Entries shown: Begin
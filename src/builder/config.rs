//! Builder for constructing configurations.

use crate::builder::error::BuildError;
use crate::builder::state::StateBuilder;
use crate::core::{Configuration, StateDefinition, StateId};
use indexmap::IndexMap;

/// Builder for constructing configurations with a fluent API.
///
/// # Example
///
/// ```rust
/// use rewind::builder::{ConfigurationBuilder, StateBuilder};
///
/// let config = ConfigurationBuilder::new()
///     .initial("draft")
///     .state(StateBuilder::new("draft").on("submit", "review"))?
///     .state(StateBuilder::new("review").on("approve", "published").on("reject", "draft"))?
///     .state(StateBuilder::new("published"))?
///     .build()?;
///
/// assert_eq!(config.states.len(), 3);
/// # Ok::<(), rewind::builder::BuildError>(())
/// ```
pub struct ConfigurationBuilder {
    initial: Option<StateId>,
    states: IndexMap<StateId, StateDefinition>,
}

impl ConfigurationBuilder {
    /// Create a new builder.
    pub fn new() -> Self {
        Self {
            initial: None,
            states: IndexMap::new(),
        }
    }

    /// Set the initial state (required).
    pub fn initial(mut self, state: impl Into<StateId>) -> Self {
        self.initial = Some(state.into());
        self
    }

    /// Add a state using a builder.
    /// Returns an error if the builder fails or the state already exists.
    pub fn state(self, builder: StateBuilder) -> Result<Self, BuildError> {
        let (id, definition) = builder.build()?;
        self.add_state(id, definition)
    }

    /// Add a pre-built state definition.
    pub fn add_state(
        mut self,
        id: impl Into<StateId>,
        definition: StateDefinition,
    ) -> Result<Self, BuildError> {
        let id = id.into();
        if self.states.contains_key(&id) {
            return Err(BuildError::DuplicateState(id));
        }
        self.states.insert(id, definition);
        Ok(self)
    }

    /// Build the configuration.
    /// Returns an error if required fields are missing.
    pub fn build(self) -> Result<Configuration, BuildError> {
        let initial = self.initial.ok_or(BuildError::MissingInitialState)?;

        if self.states.is_empty() {
            return Err(BuildError::NoStates);
        }

        Ok(Configuration {
            initial,
            states: self.states,
        })
    }
}

impl Default for ConfigurationBuilder {
    fn default() -> Self {
        Self::new()
    }
}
Entries shown: End
* Exercise instructions:
How many lines above include the word "constructing"? Answer with the number alone.

* Solution for this exercise:
2